The term “processor” should not be construed to limit the embodiments disclosed herein to any particular device type or system. The processor may include a computer system. The computer system may also include a computer processor (e.g., a microprocessor, microcontroller, digital signal processor, or general-purpose computer) for executing any of the methods and processes described above.

[0091] The computer system may further include a memory such as a semiconductor memory device (e.g., a RAM, ROM, PROM, EEPROM, or Flash-Programmable RAM), a magnetic memory device (e.g., a diskette or fixed disk), an optical memory device (e.g., a CD-ROM), a PC card (e.g., PCMCIA card), or other memory device.

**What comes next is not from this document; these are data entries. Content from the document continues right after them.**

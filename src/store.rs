//! Credential persistence.
//!
//! The plaintext credential is written as pretty JSON at a fixed,
//! project-relative path. Writes take an exclusive `fs2` lock so a `login`
//! and a `refresh` started from two terminals cannot interleave. `fs2` locks
//! are blocking, so the locked write runs on the blocking pool.

use std::fs::OpenOptions;
use std::io::Write;
use std::path::{Path, PathBuf};

use fs2::FileExt;
use serde::Serialize;
use thiserror::Error;

use crate::oauth::Credential;

#[derive(Debug, Error)]
pub enum StoreError {
    #[error("I/O error on {path}: {source}")]
    Io {
        path: PathBuf,
        #[source]
        source: std::io::Error,
    },

    #[error("No credential at {0}; run `token-vault login` first")]
    NotFound(PathBuf),

    #[error("Credential at {path} is not valid JSON: {source}")]
    Parse {
        path: PathBuf,
        #[source]
        source: serde_json::Error,
    },
}

fn io_err(path: &Path) -> impl FnOnce(std::io::Error) -> StoreError + '_ {
    move |source| StoreError::Io {
        path: path.to_path_buf(),
        source,
    }
}

/// Which at-rest forms of the credential exist.
#[derive(Debug, Clone, Copy, PartialEq, Eq, Serialize)]
#[serde(rename_all = "snake_case")]
pub enum ArtifactState {
    Missing,
    PlaintextOnly,
    EncryptedOnly,
    Both,
}

impl ArtifactState {
    pub fn has_plaintext(self) -> bool {
        matches!(self, Self::PlaintextOnly | Self::Both)
    }

    pub fn has_encrypted(self) -> bool {
        matches!(self, Self::EncryptedOnly | Self::Both)
    }
}

impl std::fmt::Display for ArtifactState {
    fn fmt(&self, f: &mut std::fmt::Formatter<'_>) -> std::fmt::Result {
        let s = match self {
            Self::Missing => "missing",
            Self::PlaintextOnly => "plaintext only",
            Self::EncryptedOnly => "encrypted only",
            Self::Both => "plaintext and encrypted",
        };
        f.write_str(s)
    }
}

/// Reads and writes the credential files.
#[derive(Debug, Clone)]
pub struct TokenStore {
    plaintext: PathBuf,
    encrypted: PathBuf,
}

impl TokenStore {
    /// Both paths are absolute (already resolved against the project root).
    pub fn new(plaintext: PathBuf, encrypted: PathBuf) -> Self {
        Self {
            plaintext,
            encrypted,
        }
    }

    pub fn plaintext_path(&self) -> &Path {
        &self.plaintext
    }

    pub fn encrypted_path(&self) -> &Path {
        &self.encrypted
    }

    /// Serialize `credential` to the plaintext path.
    pub async fn write(&self, credential: &Credential) -> Result<(), StoreError> {
        let contents =
            serde_json::to_vec_pretty(credential).map_err(|source| StoreError::Parse {
                path: self.plaintext.clone(),
                source,
            })?;

        let path = self.plaintext.clone();
        tokio::task::spawn_blocking(move || write_locked(&path, &contents))
            .await
            .map_err(|e| StoreError::Io {
                path: self.plaintext.clone(),
                source: std::io::Error::new(std::io::ErrorKind::Other, e),
            })??;

        tracing::info!("Wrote credential to {}", self.plaintext.display());
        Ok(())
    }

    /// Load the plaintext credential.
    pub async fn read(&self) -> Result<Credential, StoreError> {
        let path = &self.plaintext;
        let contents = match tokio::fs::read(path).await {
            Ok(c) => c,
            Err(e) if e.kind() == std::io::ErrorKind::NotFound => {
                return Err(StoreError::NotFound(path.clone()))
            }
            Err(e) => return Err(io_err(path)(e)),
        };
        serde_json::from_slice(&contents).map_err(|source| StoreError::Parse {
            path: path.clone(),
            source,
        })
    }

    /// Delete the plaintext file, and the encrypted file too when
    /// `include_encrypted` is set. Missing files are not an error.
    pub async fn remove(&self, include_encrypted: bool) -> Result<(), StoreError> {
        remove_if_exists(&self.plaintext).await?;
        if include_encrypted {
            remove_if_exists(&self.encrypted).await?;
        }
        Ok(())
    }

    pub async fn state(&self) -> ArtifactState {
        match (is_file(&self.plaintext).await, is_file(&self.encrypted).await) {
            (false, false) => ArtifactState::Missing,
            (true, false) => ArtifactState::PlaintextOnly,
            (false, true) => ArtifactState::EncryptedOnly,
            (true, true) => ArtifactState::Both,
        }
    }
}

fn write_locked(path: &Path, contents: &[u8]) -> Result<(), StoreError> {
    if let Some(parent) = path.parent() {
        std::fs::create_dir_all(parent).map_err(io_err(parent))?;
    }

    let mut file = OpenOptions::new()
        .create(true)
        .write(true)
        .truncate(false)
        .open(path)
        .map_err(io_err(path))?;
    file.lock_exclusive().map_err(io_err(path))?;

    let result = file
        .set_len(0)
        .and_then(|_| file.write_all(contents))
        .and_then(|_| file.write_all(b"\n"))
        .and_then(|_| file.sync_all());
    let unlock = FileExt::unlock(&file);
    result.map_err(io_err(path))?;
    unlock.map_err(io_err(path))?;
    Ok(())
}

async fn is_file(path: &Path) -> bool {
    tokio::fs::metadata(path)
        .await
        .map(|m| m.is_file())
        .unwrap_or(false)
}

async fn remove_if_exists(path: &Path) -> Result<(), StoreError> {
    match tokio::fs::remove_file(path).await {
        Ok(()) => {
            tracing::info!("Removed {}", path.display());
            Ok(())
        }
        Err(e) if e.kind() == std::io::ErrorKind::NotFound => Ok(()),
        Err(e) => Err(io_err(path)(e)),
    }
}

#[cfg(test)]
mod tests {
    use super::*;

    fn credential(token: &str) -> Credential {
        Credential {
            access_token: token.to_string(),
            refresh_token: Some("refresh".to_string()),
            token_type: "Bearer".to_string(),
            scope: None,
            expires_at: Some(42),
            obtained_at: 1,
        }
    }

    fn store(dir: &Path) -> TokenStore {
        let plain = dir.join("tests/testthat/token.json");
        TokenStore::new(plain.clone(), crate::util::with_suffix(&plain, ".enc"))
    }

    #[tokio::test]
    async fn write_creates_parents_and_reads_back() {
        let dir = tempfile::tempdir().unwrap();
        let store = store(dir.path());
        assert_eq!(store.state().await, ArtifactState::Missing);

        store.write(&credential("first")).await.unwrap();
        assert_eq!(store.read().await.unwrap(), credential("first"));
        assert_eq!(store.state().await, ArtifactState::PlaintextOnly);
    }

    #[tokio::test]
    async fn shorter_rewrite_truncates_previous_contents() {
        let dir = tempfile::tempdir().unwrap();
        let store = store(dir.path());
        store.write(&credential(&"x".repeat(500))).await.unwrap();
        store.write(&credential("y")).await.unwrap();
        assert_eq!(store.read().await.unwrap().access_token, "y");
    }

    #[tokio::test]
    async fn read_missing_reports_not_found() {
        let dir = tempfile::tempdir().unwrap();
        assert!(matches!(store(dir.path()).read().await, Err(StoreError::NotFound(_))));
    }

    #[tokio::test]
    async fn remove_respects_encrypted_flag() {
        let dir = tempfile::tempdir().unwrap();
        let store = store(dir.path());
        store.write(&credential("t")).await.unwrap();
        std::fs::write(store.encrypted_path(), b"cipher").unwrap();
        assert_eq!(store.state().await, ArtifactState::Both);

        store.remove(false).await.unwrap();
        assert_eq!(store.state().await, ArtifactState::EncryptedOnly);

        store.remove(true).await.unwrap();
        assert_eq!(store.state().await, ArtifactState::Missing);
        // Removing again is a no-op.
        store.remove(true).await.unwrap();
    }
}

[0092] Some of the methods and processes described above, can be implemented as computer program logic for use with the computer processor. The computer program logic may be embodied in various forms, including a source code form or a computer executable form. Source code may include a series of computer program instructions in a variety of programming languages (e.g., an object code, an assembly language, or a high-level language such as C, C++, or JAVA). Such computer instructions can be stored in a non-transitory computer readable medium (e.g., memory) and executed by the computer processor. The computer instructions may be distributed in any form as a removable storage medium with accompanying printed or electronic documentation (e.g., shrink wrapped software), preloaded with a computer system (e.g., on system ROM or fixed disk), or distributed from a server or electronic bulletin board over a communication system (e.g., the Internet or World Wide Web).

[0093] Alternatively or additionally, the processor may include discrete electronic components coupled to a printed circuit board, integrated circuitry (e.g., Application Specific Integrated Circuits (ASIC)), and/or programmable logic devices (e.g., a Field Programmable Gate Arrays (FPGA)). Any of the methods and processes described above can be implemented using such logic devices.

[0094] Although only a few example embodiments have been described in detail above, those skilled in the art will readily appreciate that many modifications are possible in the example embodiments without materially departing from this invention. Accordingly, all such modifications are intended to be included within the scope of this disclosure as defined in the following claims. In the claims, means-plus-function clauses are intended to cover the structures described herein as performing the recited function and not only structural equivalents, but also equivalent structures. Thus, although a nail and a screw may not be structural equivalents in that a nail employs a cylindrical surface to secure wooden parts together, whereas a screw employs a helical surface, in the environment of fastening wooden parts, a nail and a screw may be equivalent structures. It is the express intention of the applicant not to invoke 35 U.S.C. § 112, paragraph 6 for any limitations of any of the claims herein, except for those in which the claim expressly uses the words ‘means for’ together with an associated function.